Straordinari e pandemia – “Un altro punto critico sono gli straordinari, che sono conseguenza delle paghe basse: sono diventati un espediente fisso per portare a casa qualche soldo in più”, ragiona Ferretti. Se il negoziato riprenderà, dovrà tenere conto anche di questo punto. Con gli straordinari che si fanno regola, però, i turni di lavoro diventano presto insostenibili e soprattutto nei territori dove si possono trovare altri impieghi sono sempre di più le persone che cercano alternative. Spiega Ferretti: “Nel nord Italia non si trovano guardie giurate perché il lavoro è molto faticoso e poco remunerato. Quindi quando una persona ha la possibilità sceglie un altro mestiere”. Per arginare questo esodo, racconta il sindacalista, alcune aziende ricorrono alle strategie di marketing più disparate: “Vengono offerti bonus economici ai dipendenti che portano gli amici a fare le guardie giurate”.

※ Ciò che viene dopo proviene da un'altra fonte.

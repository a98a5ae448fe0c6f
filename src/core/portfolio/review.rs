//! Post-settlement market reviews.
//!
//! For every settled market without a review, decide what we did about it
//! (traded, dismissed, expired, missed) and estimate what the trade was or
//! would have been worth.

use rust_decimal::Decimal;
use tracing::info;

use crate::core::domain::{
    MarketId, MarketReview, Opportunity, OpportunityStatus, ReviewAction,
};
use crate::core::store::{Repository, SharedRepository};
use crate::error::Result;

pub struct ReviewService {
    repo: SharedRepository,
}

impl ReviewService {
    #[must_use]
    pub fn new(repo: SharedRepository) -> Self {
        Self { repo }
    }

    /// Review all settled markets that do not yet have a review row.
    /// Returns the number of reviews written.
    pub async fn review_settled(&self) -> Result<usize> {
        let mut written = 0;
        for settlement in self.repo.list_settlements().await? {
            if self.repo.get_review(&settlement.market_id).await?.is_some() {
                continue;
            }
            let review = self.build_review(&settlement.market_id).await?;
            self.repo.upsert_review(&review).await?;
            written += 1;
        }
        if written > 0 {
            info!(written, "market reviews generated");
        }
        Ok(written)
    }

    async fn build_review(&self, market_id: &MarketId) -> Result<MarketReview> {
        // Gather every opportunity that named this market as primary.
        let mut touching: Vec<Opportunity> = Vec::new();
        for status in [
            OpportunityStatus::Executed,
            OpportunityStatus::Cancelled,
            OpportunityStatus::Expired,
            OpportunityStatus::Executing,
            OpportunityStatus::Active,
        ] {
            touching.extend(
                self.repo
                    .list_opportunities_by_status(status)
                    .await?
                    .into_iter()
                    .filter(|o| o.primary_market_id.as_ref() == Some(market_id)),
            );
        }

        let executed = touching
            .iter()
            .find(|o| o.status == OpportunityStatus::Executed);
        let expired = touching
            .iter()
            .find(|o| o.status == OpportunityStatus::Expired);
        let dismissed = touching
            .iter()
            .find(|o| o.status == OpportunityStatus::Cancelled);

        let (our_action, hypothetical_pnl, actual_pnl) = if let Some(opp) = executed {
            let actual = self.realized_for_opportunity(opp).await?;
            (ReviewAction::Traded, None, actual)
        } else if let Some(opp) = expired {
            (ReviewAction::Expired, Some(opp.edge_usd), None)
        } else if let Some(opp) = dismissed {
            (ReviewAction::Dismissed, Some(opp.edge_usd), None)
        } else {
            (ReviewAction::Missed, None, None)
        };

        Ok(MarketReview {
            market_id: market_id.clone(),
            our_action,
            hypothetical_pnl,
            actual_pnl,
            lesson_tags: Vec::new(),
            notes: None,
        })
    }

    async fn realized_for_opportunity(
        &self,
        opportunity: &Opportunity,
    ) -> Result<Option<Decimal>> {
        // The plan shares the opportunity's id through its foreign key; the
        // one-to-one mapping means scanning executed plans is cheap.
        for status in [
            crate::core::domain::PlanStatus::Executed,
            crate::core::domain::PlanStatus::Partial,
        ] {
            for plan in self.repo.list_plans_by_status(status).await? {
                if plan.opportunity_id == opportunity.id {
                    return Ok(self
                        .repo
                        .get_pnl_record(&plan.id)
                        .await?
                        .and_then(|r| r.realized_pnl));
                }
            }
        }
        Ok(None)
    }
}

#[cfg(test)]
mod tests {
    use super::*;
    use crate::core::domain::{Candidate, EventId, MarketSettlement, Outcome};
    use crate::core::store::{MemoryRepository, Repository};
    use chrono::Utc;
    use rust_decimal_macros::dec;
    use std::sync::Arc;

    async fn settle_market(repo: &dyn crate::core::store::Repository, market: &str) {
        repo.upsert_settlement(&MarketSettlement {
            market_id: MarketId::from(market),
            event_id: EventId::from("e1"),
            outcome: Outcome::No,
            labels: vec![],
            initial_yes_price: None,
            final_yes_price: None,
            settled_at: Utc::now(),
        })
        .await
        .unwrap();
    }

    fn opportunity(market: &str, status: OpportunityStatus) -> Opportunity {
        let mut opp = Opportunity::from_candidate(
            Candidate {
                strategy: "systematic_no".into(),
                legs: vec![],
                event_id: None,
                primary_market_id: Some(MarketId::from(market)),
                edge_pct: dec!(0.10),
                edge_usd: dec!(8),
                max_size: dec!(80),
                confidence: 0.7,
                risk_score: 0.3,
                expires_at: Utc::now() + chrono::Duration::minutes(5),
                data_age_ms: 0,
                signal_ids: vec![],
                reasoning: String::new(),
                warnings: vec![],
            },
            Utc::now(),
        );
        opp.status = status;
        opp
    }

    #[tokio::test]
    async fn settled_market_without_opportunities_is_missed() {
        let repo = Arc::new(MemoryRepository::new());
        settle_market(repo.as_ref(), "m1").await;

        let service = ReviewService::new(Arc::clone(&repo) as SharedRepository);
        assert_eq!(service.review_settled().await.unwrap(), 1);

        let review = repo.get_review(&MarketId::from("m1")).await.unwrap().unwrap();
        assert_eq!(review.our_action, ReviewAction::Missed);
    }

    #[tokio::test]
    async fn expired_opportunity_records_hypothetical_pnl() {
        let repo = Arc::new(MemoryRepository::new());
        settle_market(repo.as_ref(), "m1").await;
        repo.insert_opportunity(&opportunity("m1", OpportunityStatus::Expired))
            .await
            .unwrap();

        let service = ReviewService::new(Arc::clone(&repo) as SharedRepository);
        service.review_settled().await.unwrap();

        let review = repo.get_review(&MarketId::from("m1")).await.unwrap().unwrap();
        assert_eq!(review.our_action, ReviewAction::Expired);
        assert_eq!(review.hypothetical_pnl, Some(dec!(8)));
    }

    #[tokio::test]
    async fn reviews_are_written_once() {
        let repo = Arc::new(MemoryRepository::new());
        settle_market(repo.as_ref(), "m1").await;

        let service = ReviewService::new(Arc::clone(&repo) as SharedRepository);
        assert_eq!(service.review_settled().await.unwrap(), 1);
        assert_eq!(service.review_settled().await.unwrap(), 0);
    }
}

Le trattative si sono interrotte in un momento, secondo Ferretti, di crescita economica per le aziende che gestiscono gli appalti. Con il Covid, infatti, c’è stata una maggiore necessità di controllo di accesso alle strutture pubbliche e private: “La pandemia ha prodotto un aumento del valore di questo settore: gli operatori che controllavano la temperatura e gli ingressi rientrano infatti nel contratto della sicurezza”. Ora la speranza dei sindacati è sedersi nuovamente al tavolo delle trattative al più presto, ma non si sa quando sarà possibile. “Non abbiamo ancora fissato una data anche perché le varie associazioni datoriali non trovavano un accordo sull’offerta da farci”, conclude Ferretti.

La sentenza – Proprio i salari del contratto per la vigilanza privata e dei servizi fiduciari sono stati oggetto di una sentenza d’appello del tribunale di Milano depositata lo scorso 24 gennaio. Pagare gli addetti ai lavori 5 euro lordi l’ora è incostituzionale – spiega la sentenza – anche se su base di un contratto nazionale negoziato dai sindacati. “Il limite della povertà assoluta per una persona fra i 18 e i 59 anni residente in un’area metropolitana del nord Italia” – si legge – “è di 834,66 euro elevata a 1.600 euro mensili nel caso di moglie e due figli a carico in età compresa fra 4 e 10 anni”. Cifre spesso al di sopra di quelle corrisposte a chi è impiegato nella vigilanza privata, settore in cui i lavoratori non ricevono un salario che permette “un’esistenza libera e dignitosa”, né di “far fronte alle esigenze di vita proprie e della famiglia”, chiarisce la sezione lavoro della Corte di Appello milanese. Entrambi principi garantiti dall’articolo 36 della Costituzione. Il caso vede protagonista 4 addetti alla vigilanza della società Ivri che hanno contestato le buste paga ricevute negli anni passati: 950 euro lordi al mese, per un lavoro di 173 ore su turni notturni di 11 ore ciascuno. L’Atm di Milano e una azienda subappaltatrice dovranno quindi risarcire gli addetti e aumentare lo stipendio mensile lordo a 1.218 euro. Secondo il collegio è stato violato “il principio di proporzionalità” della retribuzione. In una nota l’agenzia di trasporti milanese specifica di essere chiamata in causa “in qualità di committente e in tale veste è responsabile in solido con l’appaltatore per i pagamenti da effettuare ai lavoratori”, ma sottolinea di non avere alcuna “responsabilità diretta nel rapporto contrattuale che intercorre tra il datore di lavoro e i lavoratori”. Il tribunale di Milano nel 2022 aveva già emesso una sentenza simile nei confronti di Atm e di un’altra azienda subfornitrice.